Обратим внимание на два последних слова.

Сходным образом писатель чуть приглушает и уже рассмотренное сравнение из характеристики Аксиньи: "...глядит на прохожего гадюка, вытянувшись и подняв голову".

"Последнее слово" оказывается не за ключевой информацией, которая невольно отступает, если и не на второй план, то во всяком случае несколько притеняется.

Странный крик выпи, утрачивая самоценность как яркий и необычный образ, включаясь в контекст, начинает взаимодействовать, быть может, - уже на уровне подсознания, с состоянием Липы, только что потерявшей ребенка, с настроением безысходности, пронизывающим подтекст, с эпизодом у маленького пруда: "Какая-то женщина привела лошадь поить, и лошадь не пила.

- Чего же тебе еще? - говорила женщина тихо, в недоумении. - Чего же тебе?

Мальчик в красной рубахе, сидя у самой воды, мыл отцовские сапоги.

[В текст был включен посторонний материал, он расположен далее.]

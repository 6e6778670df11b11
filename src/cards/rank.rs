use std::fmt::{Display, Formatter, Result};

#[derive(Debug, Clone, Copy, Hash, PartialEq, Eq, PartialOrd, Ord)]
pub enum Rank {
    Two = 0,
    Three = 1,
    Four = 2,
    Five = 3,
    Six = 4,
    Seven = 5,
    Eight = 6,
    Nine = 7,
    Ten = 8,
    Jack = 9,
    Queen = 10,
    King = 11,
    Ace = 12,
}

impl Rank {
    pub const fn n(&self) -> u8 {
        *self as u8
    }
}

impl From<u8> for Rank {
    fn from(n: u8) -> Rank {
        match n {
            0 => Rank::Two,
            1 => Rank::Three,
            2 => Rank::Four,
            3 => Rank::Five,
            4 => Rank::Six,
            5 => Rank::Seven,
            6 => Rank::Eight,
            7 => Rank::Nine,
            8 => Rank::Ten,
            9 => Rank::Jack,
            10 => Rank::Queen,
            11 => Rank::King,
            12 => Rank::Ace,
            _ => panic!("invalid rank"),
        }
    }
}

/// rank -> one-hot bitmask over the 13 ranks, used by the evaluator's histogram math
impl From<Rank> for u16 {
    fn from(r: Rank) -> u16 {
        1 << (r as u8)
    }
}

/// highest set bit of a 13-bit rank mask -> Rank
impl From<u16> for Rank {
    fn from(mask: u16) -> Rank {
        assert!(mask != 0, "empty rank mask");
        Rank::from(15 - mask.leading_zeros() as u8)
    }
}

impl Display for Rank {
    fn fmt(&self, f: &mut Formatter) -> Result {
        write!(
            f,
            "{}",
            match self {
                Rank::Two => "2",
                Rank::Three => "3",
                Rank::Four => "4",
                Rank::Five => "5",
                Rank::Six => "6",
                Rank::Seven => "7",
                Rank::Eight => "8",
                Rank::Nine => "9",
                Rank::Ten => "T",
                Rank::Jack => "J",
                Rank::Queen => "Q",
                Rank::King => "K",
                Rank::Ace => "A",
            }
        )
    }
}
/// parameters for a training run: how long to run, where to checkpoint, and
/// how often. Constructed via `Default` and overridden from environment
/// variables rather than threading a config struct through every call site.
#[derive(Debug, Clone, serde::Serialize, serde::Deserialize)]
pub struct TrainingConfig {
    pub seed: u64,
    pub iterations: u64,
    pub checkpoint_path: String,
    pub checkpoint_interval: u64,
    /// number of independent shards to train in parallel and merge, when the
    /// `parallel` feature is enabled. `None` (or 1) trains single-threaded.
    pub shard_count: Option<usize>,
}

impl Default for TrainingConfig {
    fn default() -> Self {
        Self {
            seed: 0,
            iterations: 10_000,
            checkpoint_path: "holdem-toss.profile".to_string(),
            checkpoint_interval: 1_000,
            shard_count: None,
        }
    }
}

impl TrainingConfig {
    /// starts from `Default` and overrides any field with a matching
    /// environment variable, if set and parseable: `HOLDEM_TOSS_SEED`,
    /// `HOLDEM_TOSS_ITERATIONS`, `HOLDEM_TOSS_CHECKPOINT_PATH`,
    /// `HOLDEM_TOSS_CHECKPOINT_INTERVAL`, `HOLDEM_TOSS_SHARD_COUNT`.
    pub fn from_env() -> Self {
        let mut config = Self::default();
        if let Some(seed) = parse_env("HOLDEM_TOSS_SEED") {
            config.seed = seed;
        }
        if let Some(iterations) = parse_env("HOLDEM_TOSS_ITERATIONS") {
            config.iterations = iterations;
        }
        if let Ok(path) = std::env::var("HOLDEM_TOSS_CHECKPOINT_PATH") {
            config.checkpoint_path = path;
        }
        if let Some(interval) = parse_env("HOLDEM_TOSS_CHECKPOINT_INTERVAL") {
            config.checkpoint_interval = interval.max(1);
        }
        if let Some(shards) = parse_env::<usize>("HOLDEM_TOSS_SHARD_COUNT") {
            config.shard_count = Some(shards);
        }
        config
    }
}

fn parse_env<T: std::str::FromStr>(key: &str) -> Option<T> {
    std::env::var(key).ok().and_then(|v| v.parse().ok())
}

impl TrainingConfig {
    /// serializes alongside a checkpoint so a saved run's parameters are
    /// self-describing; the checkpoint blob itself stays a dense binary
    /// format, this is just the human-readable sidecar.
    pub fn to_json(&self) -> serde_json::Result<String> {
        serde_json::to_string_pretty(self)
    }

    pub fn from_json(text: &str) -> serde_json::Result<Self> {
        serde_json::from_str(text)
    }
}

#[cfg(test)]
mod tests {
    use super::*;

    #[test]
    fn default_config_has_sane_positive_interval() {
        let config = TrainingConfig::default();
        assert!(config.checkpoint_interval > 0);
        assert!(config.iterations > 0);
    }

    #[test]
    fn json_round_trips_all_fields() {
        let config = TrainingConfig {
            seed: 42,
            shard_count: Some(4),
            ..TrainingConfig::default()
        };
        let text = config.to_json().expect("serialize should succeed");
        let back = TrainingConfig::from_json(&text).expect("deserialize should succeed");
        assert_eq!(back.seed, 42);
        assert_eq!(back.shard_count, Some(4));
        assert_eq!(back.iterations, config.iterations);
    }

    #[test]
    fn from_env_falls_back_to_default_when_unset() {
        // SAFETY: test runs single-threaded with respect to this env var; no
        // other test reads or writes HOLDEM_TOSS_SEED concurrently.
        unsafe { std::env::remove_var("HOLDEM_TOSS_SEED") };
        let config = TrainingConfig::from_env();
        assert_eq!(config.seed, TrainingConfig::default().seed);
    }
}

И больше ни души не было видно ни в поселке, ни на горе.

Не пьет... - сказала Липа, глядя на лошадь" [С.10; 172].

И слова неизвестной женщины, и слова Липы, в целом весь эпизод уже в силу своего композиционного соседства с лаконичным и несколько отстраненным сообщением о смерти маленького Никифора начинают проецироваться на случившееся, на горькую судьбу Липы в доме Цыбукиных, на все описанное в повести, как и многократно цитируемый литературоведами просто библейский диалог:

" - Вы святые? - спросила Липа у старика.

- Нет. Мы из Фирсанова" [С.10; 174].

И текст наполняется ощущением какого-то иносказания, в нем начинают смутно угадываться какие-то глубины, смыслы, ускользающие от однозначного истолкования. Или же - наполненные вполне прозрачной символикой.

Портрет восьмилетней девочки Кати из рассказа "Архиерей" (1902) явно противопоставлен атмосфере, окружающей преосвященного, давно лишенной и подлинной святости, и подлинной жизни.